The second major turnaround involves the $2 billion that U.S. Health and Human Services cut from the Substance Abuse and Mental Health Services Administration (SAMHSA) last Tuesday. About 2,000 grantees received letters telling them that funding for their mental health and substance use disorder (SUD) programs was ending, sending the grant recipients reeling. The next day, Wednesday, January 14, the cuts were rescinded without comment.

Last week, the president unveiled what the White House is calling “The Great Healthcare Plan” aimed at making care more affordable. The plan does not include an extension of enhanced premium tax credits, choosing instead to send payments directly to households to cover health costs. But no details were released about the amount of payments, eligibility, or how the money could be spent. The plan also calls for codifying the administration’s “most-favored-nation” directive that sets the prices of new drugs introduced into the U.S. market at no greater than those of comparable countries. The White House says the plan will “end the kickbacks paid by pharmacy benefit managers (PBMs) to the large brokerage middlemen that deceptively raise the cost of health insurance.”
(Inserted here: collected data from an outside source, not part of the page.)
/// Content-addressed memoization for scoring results.
///
/// Two key families share one store: whole-response fingerprints
/// (`score_{digest}`) and per-taxon detail records (`taxon_{id}`). Entries
/// are immutable once written and never expire here; eviction belongs to an
/// external policy. The cache is never a source of truth: every failure is
/// logged and treated as a miss.
use dashmap::DashMap;
use std::fs;
use std::path::{Path, PathBuf};
use tracing::{debug, warn};

pub struct ResultCache {
    dir: PathBuf,
    memory: DashMap<String, Vec<u8>>,
}

impl ResultCache {
    pub fn new<P: AsRef<Path>>(dir: P) -> Self {
        let dir = dir.as_ref().to_path_buf();
        if let Err(e) = fs::create_dir_all(&dir) {
            warn!("could not create cache dir {}: {}", dir.display(), e);
        }
        Self {
            dir,
            memory: DashMap::new(),
        }
    }

    /// Look up a key, promoting disk hits into memory. A read failure is a
    /// miss.
    pub fn get(&self, key: &str) -> Option<Vec<u8>> {
        if let Some(entry) = self.memory.get(key) {
            return Some(entry.clone());
        }
        match fs::read(self.entry_path(key)) {
            Ok(bytes) => {
                self.memory.insert(key.to_string(), bytes.clone());
                Some(bytes)
            }
            Err(_) => None,
        }
    }

    /// Fire-and-forget write. A failure must never fail the request.
    pub fn put(&self, key: &str, bytes: Vec<u8>) {
        let path = self.entry_path(key);
        if let Err(e) = fs::write(&path, &bytes) {
            warn!("cache write failed for {}: {}", key, e);
        } else {
            debug!("cached {} ({} bytes)", key, bytes.len());
        }
        self.memory.insert(key.to_string(), bytes);
    }

    pub fn contains(&self, key: &str) -> bool {
        self.memory.contains_key(key) || self.entry_path(key).exists()
    }

    fn entry_path(&self, key: &str) -> PathBuf {
        self.dir.join(format!("{}.cache", sanitize(key)))
    }
}

/// Keys are caller-supplied opaque strings; restrict them to a
/// filesystem-safe alphabet.
fn sanitize(key: &str) -> String {
    key.chars()
        .map(|c| {
            if c.is_ascii_alphanumeric() || c == '_' || c == '-' {
                c
            } else {
                '_'
            }
        })
        .collect()
}
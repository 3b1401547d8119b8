/// The scoring pipeline.
///
/// One engine instance owns the process-wide taxonomy index and result cache
/// and holds handles to every external collaborator. Each request flows
/// through: fingerprint memoization, vision scoring, inactive-taxon
/// substitution, taxon-scope filtering, common-ancestor inference, frequency
/// blending, and detail hydration. All per-request state is local to the
/// call; concurrent requests share only the index and the cache.
use serde::{Deserialize, Serialize};
use std::collections::HashMap;
use std::sync::Arc;
use tracing::{debug, info, warn};

use crate::core::config::{FrequencyBackend, ScoringConfig};
use crate::core::request::ScoreRequest;
use crate::scoring::blend::{blend, CombinedScore};
use crate::scoring::common_ancestor::{CommonAncestor, CommonAncestorResolver, ScoredTaxon};
use crate::scoring::normalize::normalize;
use crate::sources::frequency::FrequencySource;
use crate::sources::{
    CellStore, LocaleOptions, ObservationStore, TaxonCount, TaxonReplacer, TaxonSource,
    VisionScorer,
};
use crate::storage::ResultCache;
use crate::taxonomy::{AncestryIndex, Taxon};
use crate::Result;

/// One ranked entry of the final response.
#[derive(Debug, Clone, Serialize, Deserialize)]
pub struct ScoredResult {
    pub taxon: Taxon,
    pub combined_score: f64,
    pub frequency_score: f64,
    pub vision_score: f64,
}

#[derive(Debug, Clone, Serialize, Deserialize)]
pub struct ScoreResponse {
    pub results: Vec<ScoredResult>,
    pub common_ancestor: Option<CommonAncestor>,
}

impl ScoreResponse {
    fn empty() -> Self {
        Self {
            results: Vec::new(),
            common_ancestor: None,
        }
    }
}

pub struct ScoreEngine {
    ancestry: Arc<AncestryIndex>,
    cache: Arc<ResultCache>,
    vision: Arc<dyn VisionScorer>,
    taxa: Arc<dyn TaxonSource>,
    observation_store: Option<Arc<dyn ObservationStore>>,
    cell_store: Option<Arc<dyn CellStore>>,
    replacer: Option<Arc<dyn TaxonReplacer>>,
    default_backend: FrequencyBackend,
    scoring: ScoringConfig,
}

impl ScoreEngine {
    pub fn new(
        ancestry: Arc<AncestryIndex>,
        cache: Arc<ResultCache>,
        vision: Arc<dyn VisionScorer>,
        taxa: Arc<dyn TaxonSource>,
    ) -> Self {
        Self {
            ancestry,
            cache,
            vision,
            taxa,
            observation_store: None,
            cell_store: None,
            replacer: None,
            default_backend: FrequencyBackend::Observations,
            scoring: ScoringConfig::default(),
        }
    }

    pub fn with_observation_store(mut self, store: Arc<dyn ObservationStore>) -> Self {
        self.observation_store = Some(store);
        self
    }

    pub fn with_cell_store(mut self, store: Arc<dyn CellStore>) -> Self {
        self.cell_store = Some(store);
        self
    }

    pub fn with_replacer(mut self, replacer: Arc<dyn TaxonReplacer>) -> Self {
        self.replacer = Some(replacer);
        self
    }

    pub fn with_default_backend(mut self, backend: FrequencyBackend) -> Self {
        self.default_backend = backend;
        self
    }

    pub fn with_scoring(mut self, scoring: ScoringConfig) -> Self {
        self.scoring = scoring;
        self
    }

    pub fn ancestry(&self) -> &AncestryIndex {
        &self.ancestry
    }

    /// Score an image and fuse the vision output with nearby-observation
    /// priors into a ranked taxa list plus an inferred common ancestor.
    pub async fn score_image(
        &self,
        request: &ScoreRequest,
        image: Vec<u8>,
        filename: &str,
    ) -> Result<ScoreResponse> {
        let fingerprint = request.fingerprint(&image);
        if let Some(bytes) = self.cache.get(&fingerprint) {
            match serde_json::from_slice::<ScoreResponse>(&bytes) {
                Ok(response) => {
                    debug!("cache hit for {}", fingerprint);
                    return Ok(response);
                }
                Err(e) => warn!("discarding undecodable cache entry {}: {}", fingerprint, e),
            }
        }

        let counts = self.vision.score_image(image, filename).await?;
        let counts = match &self.replacer {
            Some(replacer) => {
                let (counts, introduced) = replacer.replace_inactive(counts).await?;
                self.ancestry.top_up(&introduced).await;
                counts
            }
            None => counts,
        };

        // The vision model never emits zeros, but substitution can.
        let mut scores: Vec<TaxonCount> =
            counts.into_iter().filter(|c| c.count > 0.0).collect();

        if let Some(scope) = request.taxon_id {
            if !self.ancestry.knows(scope) {
                info!("unknown taxon scope {}, returning no results", scope);
                return Ok(ScoreResponse::empty());
            }
            scores.retain(|s| self.ancestry.is_descendant(scope, s.taxon_id));
        }
        if scores.is_empty() {
            return Ok(ScoreResponse::empty());
        }

        scores.sort_by(|a, b| {
            b.count
                .partial_cmp(&a.count)
                .unwrap_or(std::cmp::Ordering::Equal)
        });
        normalize(&mut scores, 100.0);

        let common_ancestor = if request.flags.skip_frequencies {
            None
        } else {
            self.common_ancestor(request, &scores).await?
        };
        let ancestor_id = common_ancestor.as_ref().map(|ca| ca.taxon.id);

        let candidate_ids: Vec<u32> = scores.iter().map(|s| s.taxon_id).collect();
        let nearby = if request.flags.skip_frequencies {
            None
        } else {
            match self.frequency_source(request) {
                Some(source) => source.fetch(request, &candidate_ids, ancestor_id).await?,
                None => None,
            }
        };
        if let Some(nearby) = &nearby {
            let nearby_ids: Vec<u32> = nearby.iter().map(|r| r.taxon_id).collect();
            self.ancestry.top_up(&nearby_ids).await;
        }

        let combined = blend(
            &scores,
            nearby.as_deref(),
            ancestor_id,
            &self.ancestry,
            &request.flags,
            request.per_page(),
        );

        let response = ScoreResponse {
            results: self.hydrate_results(&combined, &request.locale).await?,
            common_ancestor: self
                .refresh_common_ancestor(common_ancestor, &request.locale)
                .await?,
        };

        if let Ok(bytes) = serde_json::to_vec(&response) {
            self.cache.put(&fingerprint, bytes);
        }
        Ok(response)
    }

    /// Infer a common ancestor from the top window of candidates. The window
    /// is hydrated (with per-taxon memoization) so each candidate carries its
    /// full ancestor chain and rank metadata.
    async fn common_ancestor(
        &self,
        request: &ScoreRequest,
        scores: &[TaxonCount],
    ) -> Result<Option<CommonAncestor>> {
        let window = request
            .ancestor_window
            .unwrap_or(self.scoring.ancestor_window);
        let top: Vec<&TaxonCount> = scores.iter().take(window).collect();
        let ids: Vec<u32> = top.iter().map(|s| s.taxon_id).collect();
        let taxa = self.resolve_taxa(&ids, &request.locale).await?;

        let candidates: Vec<ScoredTaxon> = top
            .iter()
            .filter_map(|s| {
                taxa.get(&s.taxon_id).map(|taxon| ScoredTaxon {
                    taxon: taxon.clone(),
                    vision_score: s.count,
                })
            })
            .collect();

        let resolver = CommonAncestorResolver::new(
            window,
            request
                .ancestor_threshold
                .unwrap_or(self.scoring.ancestor_threshold),
            request
                .rank_level_cutoff
                .unwrap_or(self.scoring.rank_level_cutoff),
        );
        let ancestor = resolver.resolve(&candidates);
        match ancestor {
            Some(ca) if self.scoring.blocked_ancestor_ids.contains(&ca.taxon.id) => {
                debug!("suppressing blocked common ancestor {}", ca.taxon.id);
                Ok(None)
            }
            other => Ok(other),
        }
    }

    fn frequency_source(&self, request: &ScoreRequest) -> Option<FrequencySource> {
        let want_cells = request.flags.cell_frequencies
            || self.default_backend == FrequencyBackend::Cells;
        if want_cells {
            if let Some(store) = &self.cell_store {
                return Some(FrequencySource::Cells(store.clone()));
            }
        }
        self.observation_store
            .as_ref()
            .map(|store| FrequencySource::Observations(store.clone()))
    }

    async fn hydrate_results(
        &self,
        combined: &[CombinedScore],
        locale: &LocaleOptions,
    ) -> Result<Vec<ScoredResult>> {
        let ids: Vec<u32> = combined.iter().map(|s| s.taxon_id).collect();
        let taxa = self.resolve_taxa(&ids, locale).await?;
        Ok(combined
            .iter()
            .filter_map(|s| match taxa.get(&s.taxon_id) {
                Some(taxon) => Some(ScoredResult {
                    taxon: taxon.clone(),
                    combined_score: s.combined_score,
                    frequency_score: s.frequency_score,
                    vision_score: s.vision_score,
                }),
                None => {
                    warn!("dropping unresolvable taxon {}", s.taxon_id);
                    None
                }
            })
            .collect())
    }

    /// The resolver may have landed on an ancestor stub without names or
    /// photos; reload the full record before reporting it.
    async fn refresh_common_ancestor(
        &self,
        ancestor: Option<CommonAncestor>,
        locale: &LocaleOptions,
    ) -> Result<Option<CommonAncestor>> {
        let Some(mut ancestor) = ancestor else {
            return Ok(None);
        };
        let taxa = self.resolve_taxa(&[ancestor.taxon.id], locale).await?;
        if let Some(taxon) = taxa.get(&ancestor.taxon.id) {
            ancestor.taxon = taxon.clone();
        }
        Ok(Some(ancestor))
    }

    /// Resolve taxon details with at-most-once-per-key memoization: cached
    /// records are served from `taxon_{id}` entries, the rest go to the
    /// detail collaborator in one batch and are written back fire-and-forget.
    async fn resolve_taxa(
        &self,
        ids: &[u32],
        locale: &LocaleOptions,
    ) -> Result<HashMap<u32, Taxon>> {
        let mut resolved = HashMap::new();
        let mut to_lookup = Vec::new();
        for id in ids {
            let key = format!("taxon_{}", id);
            match self.cache.get(&key) {
                Some(bytes) => match serde_json::from_slice::<Taxon>(&bytes) {
                    Ok(taxon) => {
                        resolved.insert(*id, taxon);
                    }
                    Err(_) => to_lookup.push(*id),
                },
                None => to_lookup.push(*id),
            }
        }
        if to_lookup.is_empty() {
            return Ok(resolved);
        }

        debug!(
            "hydrating {} taxa ({} cached)",
            to_lookup.len(),
            resolved.len()
        );
        for taxon in self.taxa.resolve(&to_lookup, locale).await? {
            if let Ok(bytes) = serde_json::to_vec(&taxon) {
                self.cache.put(&format!("taxon_{}", taxon.id), bytes);
            }
            resolved.insert(taxon.id, taxon);
        }
        Ok(resolved)
    }
}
Supreme Court Turns Down Case on Hospital Employee Vaccine Mandates

On January 12, the Supreme Court announced that it had declined to hear Bridges et al. v. The Methodist Hospital et al., a case challenging a hospital’s 2021 COVID-19 vaccine mandate for employees. By declining to hear the case, the decisions by the lower courts, which ruled in favor of the hospital, are left in place. The case from 2021 was one of the first in the nation that challenged vaccine mandates.

Eastern Massachusetts Regions Facing Severe Capacity Strains

Last week, the state placed Health & Medical Coordinating Coalition Regions 3, 4, and 5 into Tier 3, meaning that hospitals serving communities in those regions are at “High Risk” of experiencing capacity constraints. Region 2 (Central Mass.) is escalated to Tier 2 (“Moderate Risk”), while Region 1 remains in Tier 1 (“Low Risk”).

Region 3 covers the northeast part of the state, Region 4 (and its sub-regions) covers Metro Boston out to Hudson and Stow to the west, and Region 5 consists of Southeastern Massachusetts, the Cape and Islands.

The spike in flu cases, in combination with other factors usually seen this time of year, is putting added strain on hospitals across the state. Regions 4, and 5 had previously been escalated to Tier 2 in December.

AMA Tells Congress: Extend Telehealth Flexibility

The agreement late last year that kept the federal government running also extended telehealth flexibilities – but only through January 30. As that deadline approaches, provider groups are once again pressing Congress to enact a permanent extension of the telehealth flexibilities that were created during the pandemic and that have become a vital and regular part of care delivery.

The American Medical Association released this 13-page issue brief earlier in January describing the current use and importance of telehealth. The Massachusetts Telehealth Coalition, convened by MHA and comprised of more than 50 organizations, has also been advocating for a long-term or permanent extension of the telehealth flexibilities – as have provider groups and healthcare interests around the country. The AMA also called for extension of the acute hospital care at home waiver that also expires on January 30.

Transition

Governor Healey has appointed Eric Goralnick, M.D., as secretary of the Massachusetts Executive Office of Veterans Services, effective in February. His secretariat oversees the Massachusetts Veterans’ Homes, while advancing behavioral health and suicide prevention initiatives, and supporting veterans transitioning from military to civilian life, among other things. Goralnick is an emergency medicine physician and U.S. Navy veteran, who has served in various leadership roles within Brigham and Women’s Hospital and Mass General Brigham. He is a graduate of the United States Naval Academy.